Kadhafi, Poutine… Comment transformer un chef d'Etat en personnage de roman
RENTREE LITTERAIRE•Cette année encore, les auteurs font la part belle à l’exofiction…Florence Floux
Qu’ont en commun Mouammar Kadhafi et Vladimir Poutine ? A vue de nez, pas grand-chose si ce n’est une mine peu réjouissante et d’être les héros de deux romans de la rentrée, La dernière nuit du Raïs, de Yasmina Khadra (éd. Julliard) et Vladimir Vladimirovitch, de Bernard Chambaz (éd. Flammarion).
Les deux auteurs cèdent aux sirènes de l’exofiction – si vous avez raté un ou deux épisodes, ça signifie prendre un personnage réel pour en faire un personnage romanesque- pour s’approprier ces chefs d’Etat. Si les deux hommes ne se ressemblent pas, certains procédés fonctionnent parfaitement pour les deux livres. 20 Minutes vous révèle les secrets pour transformer un chef d’Etat en personnage romanesque.
Choisir un porte-parole qui a de la gueule. Ça semble évident dit comme ça, mais ce n’est pas flagrant pour tout le monde (coucou Beigbeder). Yasmina Khadra s’est ainsi glissé dans la peau du Raïs, et emploie le « je » de façon à la fois crédible et terrifiante. Quand Bernard Chambaz a de son côté choisi de confier le récit de la vie de Poutine à son homonyme, Vladimir Vladimirovitch Poutine, né la même année et son parfait contraire. Professeur de littérature déchu, spécialiste des Âmes mortes de Gogol, quitté par sa femme, reclu dans une vie étriquée, Vladimir Vladimirovitch va développer une obsession pour son double à qui tout semble réussir.
Bosser son storytelling. Là encore, on peut raisonnablement penser que c’est la norme dans un roman. Oui et non (coucou Patrick Deville). Bernard Chambaz et Yasmina Khadra ne s’escriment pas à coller à tout prix à la réalité. Les aventures – parfois barrées – de Vladimir Vladimirovitch dans l’espace cohabitent avec la vie d’un Poutine aux yeux mélancoliques de phoque très terre à terre. Quant à Yasmina Khadra, les dernières heures du Raïs voient défiler les monologues intérieurs d’un Kadhafi défait, qui laisse libre cours à sa folie.

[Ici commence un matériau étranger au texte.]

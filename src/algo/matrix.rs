//! Edit-distance matrix (Wagner–Fischer)
//!
//! Fills the full `(m + 1) x (n + 1)` grid where `cell(i, j)` is the edit
//! distance between the first `i` old elements and the first `j` new ones.
//!
//! # Complexity
//!
//! - Time: O(m * n)
//! - Space: O(m * n), the whole grid is kept for backtracking
//!
//! There is deliberately no prefix/suffix shortcut: every cell is computed,
//! even for identical inputs.

use std::fmt;

/// Fully populated edit-distance grid.
///
/// Stored row-major in a single allocation; row `i` belongs to the `i`-th
/// old element, column `j` to the `j`-th new element.
#[derive(Clone, PartialEq, Eq)]
pub struct DistanceMatrix {
    cells: Vec<usize>,
    rows: usize,
    cols: usize,
}

impl DistanceMatrix {
    /// Compute the grid for sequences of length `old_len` and `new_len`.
    ///
    /// `cost(i, j)` is the substitution cost between `old[i]` and `new[j]`
    /// (0-based) and must return 0 or 1.
    pub fn compute(old_len: usize, new_len: usize, mut cost: impl FnMut(usize, usize) -> usize) -> Self {
        let rows = old_len + 1;
        let cols = new_len + 1;
        let mut cells = vec![0usize; rows * cols];

        // Row 0: building new[..j] from nothing takes j insertions
        for (j, cell) in cells[..cols].iter_mut().enumerate() {
            *cell = j;
        }
        // Column 0: erasing old[..i] takes i deletions
        for i in 1..rows {
            cells[i * cols] = i;
        }

        for i in 1..rows {
            let (done, rest) = cells.split_at_mut(i * cols);
            let prev = &done[(i - 1) * cols..];
            let row = &mut rest[..cols];

            for j in 1..cols {
                let deletion = prev[j] + 1;
                let insertion = row[j - 1] + 1;
                let substitution = prev[j - 1] + cost(i - 1, j - 1);
                row[j] = deletion.min(insertion).min(substitution);
            }
        }

        Self { cells, rows, cols }
    }

    /// Number of rows (`old_len + 1`).
    #[inline]
    pub fn rows(&self) -> usize {
        self.rows
    }

    /// Number of columns (`new_len + 1`).
    #[inline]
    pub fn cols(&self) -> usize {
        self.cols
    }

    /// Cell at `(i, j)`. Panics when out of bounds.
    #[inline]
    pub fn get(&self, i: usize, j: usize) -> usize {
        assert!(i < self.rows && j < self.cols, "cell ({i}, {j}) out of bounds");
        self.cells[i * self.cols + j]
    }

    /// Cell at `(i, j)`, or `None` when out of bounds.
    #[inline]
    pub fn try_get(&self, i: usize, j: usize) -> Option<usize> {
        (i < self.rows && j < self.cols).then(|| self.cells[i * self.cols + j])
    }

    /// One row of the grid.
    pub fn row(&self, i: usize) -> &[usize] {
        &self.cells[i * self.cols..(i + 1) * self.cols]
    }

    /// Edit distance between the full sequences.
    #[inline]
    pub fn distance(&self) -> usize {
        self.cells[self.cells.len() - 1]
    }
}

impl fmt::Debug for DistanceMatrix {
    fn fmt(&self, f: &mut fmt::Formatter<'_>) -> fmt::Result {
        let mut list = f.debug_list();
        for i in 0..self.rows {
            list.entry(&self.row(i));
        }
        list.finish()
    }
}

// =============================================================================
// Tests
// =============================================================================

#[cfg(test)]
mod tests {
    use super::*;

    fn chars_matrix(old: &str, new: &str) -> DistanceMatrix {
        let old: Vec<char> = old.chars().collect();
        let new: Vec<char> = new.chars().collect();
        DistanceMatrix::compute(old.len(), new.len(), |i, j| usize::from(old[i] != new[j]))
    }

    #[test]
    fn test_empty_grid() {
        let m = DistanceMatrix::compute(0, 0, |_, _| unreachable!());
        assert_eq!(m.rows(), 1);
        assert_eq!(m.cols(), 1);
        assert_eq!(m.distance(), 0);
    }

    #[test]
    fn test_boundary_rows() {
        let m = chars_matrix("abcd", "xyz");
        for j in 0..m.cols() {
            assert_eq!(m.get(0, j), j);
        }
        for i in 0..m.rows() {
            assert_eq!(m.get(i, 0), i);
        }
    }

    #[test]
    fn test_kitten_sitting() {
        let m = chars_matrix("kitten", "sitting");
        assert_eq!(m.rows(), 7);
        assert_eq!(m.cols(), 8);
        assert_eq!(m.distance(), 3);
    }

    #[test]
    fn test_recurrence_holds() {
        let m = chars_matrix("intention", "execution");
        assert_eq!(m.distance(), 5);
        for i in 1..m.rows() {
            for j in 1..m.cols() {
                let d = m.get(i, j);
                assert!(d <= m.get(i - 1, j) + 1);
                assert!(d <= m.get(i, j - 1) + 1);
                assert!(d <= m.get(i - 1, j - 1) + 1);
            }
        }
    }

    #[test]
    fn test_identical_is_zero() {
        let m = chars_matrix("same", "same");
        assert_eq!(m.distance(), 0);
        assert_eq!(m.row(4), &[4, 3, 2, 1, 0]);
    }

    #[test]
    fn test_try_get_bounds() {
        let m = chars_matrix("ab", "a");
        assert_eq!(m.try_get(2, 1), Some(1));
        assert_eq!(m.try_get(3, 0), None);
        assert_eq!(m.try_get(0, 2), None);
    }

    #[test]
    fn test_debug_shows_rows() {
        let m = chars_matrix("a", "b");
        assert_eq!(format!("{m:?}"), "[[0, 1], [1, 1]]");
    }
}
//! list-diff - Minimal edit scripts between ordered sequences
//!
//! ## Core Concepts
//!
//! **Wagner–Fischer edit distance**: a full `(m + 1) x (n + 1)` distance
//! matrix is computed and backtracked into a patch list of Deletions,
//! Insertions and Substitutions.
//!
//! **Pluggable equality**: elements compare by value by default. A hash
//! extractor swaps in a derived comparison value; a key extractor lets
//! composite records match by identity even when their content changed.
//!
//! ## Modules
//! - `algo`: descriptors, cost policy, distance matrix, patch builder, facade
//! - `sequence`: input variants (slices, owned vectors, scalars, text)
//! - `value`: dynamic record-like values
//! - `hash`: deterministic content fingerprints
//! - `error`: error types
//!
//! ## Usage
//!
//! ```
//! use list_diff::{apply_patches, diff, Patch};
//!
//! let old = [1, 2, 3];
//! let new = [1, 3, 4];
//!
//! let patches = diff(&old, &new);
//! assert_eq!(
//!     patches,
//!     vec![
//!         Patch::Insertion { index: 3, item: 4 },
//!         Patch::Deletion { index: 1 },
//!     ]
//! );
//! assert_eq!(apply_patches(&old, &patches).unwrap(), new);
//! ```
//!
//! Patches run from the tail toward the head and index into the old
//! sequence; apply them in the order given.

// =============================================================================
// Core modules
// =============================================================================

/// Algorithms: descriptors, cost, matrix, patches, facade
pub mod algo;

/// Input sequences
pub mod sequence;

/// Dynamic values
pub mod value;

/// Deterministic content hashing
pub mod hash;

/// Error types
pub mod error;

/// Prelude for common imports
pub mod prelude;

// =============================================================================
// Re-exports
// =============================================================================

// Facade
pub use algo::{diff, distance, DiffConfig, DiffOptions};

// Patches
pub use algo::{apply_in_place, apply_patches, Patch, PatchKind, PatchList, PatchStats};

// Equality policy
pub use algo::{DistanceMatrix, FieldAccess, Item, KeyExtractor};

// Inputs
pub use sequence::Sequence;
pub use value::Value;

// Hashing
pub use hash::{ContentHash, StableHasher};

// Error types
pub use error::{DiffError, DiffResult};

// =============================================================================
// Tests
// =============================================================================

Essayer de ne pas raconter n’importe quoi. Une tâche qui n’est pas si facile (coucou, la liste est trop longue), quand on touche à la Libye et à la Russie. Passées les phrases dignes du café du commerce, qui peut s’estimer capable de dresser les biographies de Vladimir Poutine et de Mouammar Kadhafi ? Bernard Chambaz – qui est aussi historien – et Yasmina Khadra livrent des récits documentés. L’occasion d’apprendre que Poutine a été baptisé en secret par sa mère et que Kadhafi était – peut-être – le fils d’un aviateur corse.